Substance abuse is devastating to a person and his or her loved ones. A person becomes so dependent on a certain drug that other areas of life suffer. Money first goes to buying the needed substance. Health, relationships, work, and living space all suffer so that the person can get their fix.
The American Psychiatric Association’s Diagnostic and Statistical Manual of Mental Disorders (DSM) uses the term to cover a harmful dependence on ten types of ingested or inhaled drugs. The classifications include but are not limited to alcohol, caffeine, cannabis, hallucinogens, opioids, sedatives, hypnotics, stimulants, tobacco, and other substances.

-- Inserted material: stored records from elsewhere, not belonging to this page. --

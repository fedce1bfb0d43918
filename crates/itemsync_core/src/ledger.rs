//! Mutation ledger.

use crate::error::{SyncError, SyncResult};
use crate::transaction::WriteTransaction;
use crate::types::{MutationId, MutationLogEntry};

/// Remembers every applied mutation id.
///
/// An entry is written in the same commit as the mutation it describes and
/// is never changed afterwards, so a retried request can always be answered
/// from the ledger instead of being applied a second time.
#[derive(Debug, Clone, Copy, Default)]
pub struct MutationLedger;

impl MutationLedger {
    /// Looks up a mutation id.
    #[must_use]
    pub fn lookup(tx: &WriteTransaction<'_>, mutation_id: &MutationId) -> Option<MutationLogEntry> {
        tx.mutation(mutation_id)
    }

    /// Stages a ledger entry in `tx`.
    ///
    /// # Errors
    ///
    /// [`SyncError::Invariant`] if the id is already recorded or `tx`
    /// already staged an entry.
    pub fn record(tx: &mut WriteTransaction<'_>, entry: MutationLogEntry) -> SyncResult<()> {
        if tx.mutation(&entry.mutation_id).is_some() {
            return Err(SyncError::invariant(format!(
                "mutation id {} is already recorded",
                entry.mutation_id
            )));
        }
        tx.stage_mutation(entry)
    }
}

#[cfg(test)]
mod tests {
    use super::*;
    use crate::types::{MutationType, Timestamp, Version};
    use crate::SyncStore;

    fn entry(id: &str) -> MutationLogEntry {
        MutationLogEntry {
            mutation_id: MutationId::new(id),
            owner_id: "alice".into(),
            item_id: "n1".into(),
            mutation_type: MutationType::Create,
            applied_version: Version::new(1),
            applied_at: Timestamp::from_millis(5),
        }
    }

    #[test]
    fn staged_entries_are_visible_to_their_transaction() {
        let store = SyncStore::open_in_memory().unwrap();
        let mut tx = store.begin_write(None).unwrap();
        let id = MutationId::new("m1");

        assert!(MutationLedger::lookup(&tx, &id).is_none());
        MutationLedger::record(&mut tx, entry("m1")).unwrap();
        assert_eq!(MutationLedger::lookup(&tx, &id), Some(entry("m1")));

        drop(tx);
        assert!(store.mutation(&id).is_none());
    }

    #[test]
    fn an_id_is_recorded_once() {
        let store = SyncStore::open_in_memory().unwrap();
        let mut tx = store.begin_write(None).unwrap();
        MutationLedger::record(&mut tx, entry("m1")).unwrap();
        assert!(matches!(
            MutationLedger::record(&mut tx, entry("m1")),
            Err(SyncError::Invariant(_))
        ));
    }
}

Treatment for substance abuse first starts with a person realizing that they have a problem and need to change. Even if a person is arrested and required to attend substance abuse treatment, if that person does not agree that they have a problem, treatment is unlikely to work.
There are several parts to a comprehensive treatment plan. According SAMSA, different components are necessary to address all areas impacted by substance abuse.
Individual and group counseling: A person needs therapy to understand the addition, triggers and develop other coping skills to stay clean.
Inpatient and residential treatment: Sometimes a person needs to be in a full time, supervised setting to break free from an addition. Painful and dangerous physical withdrawal symptoms usually need medical supervision. An inpatient or residential program can handle this period of recovery. In addition, the structure helps give a person a complete break from triggers.
Medication support: Some substance abuse benefit from medication support. Simple things like nicotine replacement to methadone can give relief from long term symptoms and help a person remain free of the addicting substance.
Recovery support services: This category includes a range of services that help a person receive continued treatment and support. After release from an inpatient or residential program, a person will still need counseling and other supports to stay free of an addiction. Services can include transportation to/from a support group or clinic, spiritual guidance, help finding employment, temporary living quarters, outreach and other support.
Peer to peer groups: One of the most well-known examples of a peer to peer support group is Alcoholics Anonymous. Other substance abuse survivors help newly clean or struggling persons to get and stay clean. A sponsor is usually assigned and that is a person who has been through substance abuse recovery and is there to help.
When a person suffers from substance abuse, they center all their decisions around getting the next fix despite the harm it causes themselves and those around them. Help is available for a person that knows they need to break free from an addition. It takes a lot of work and a daily promise to stay clean and sober.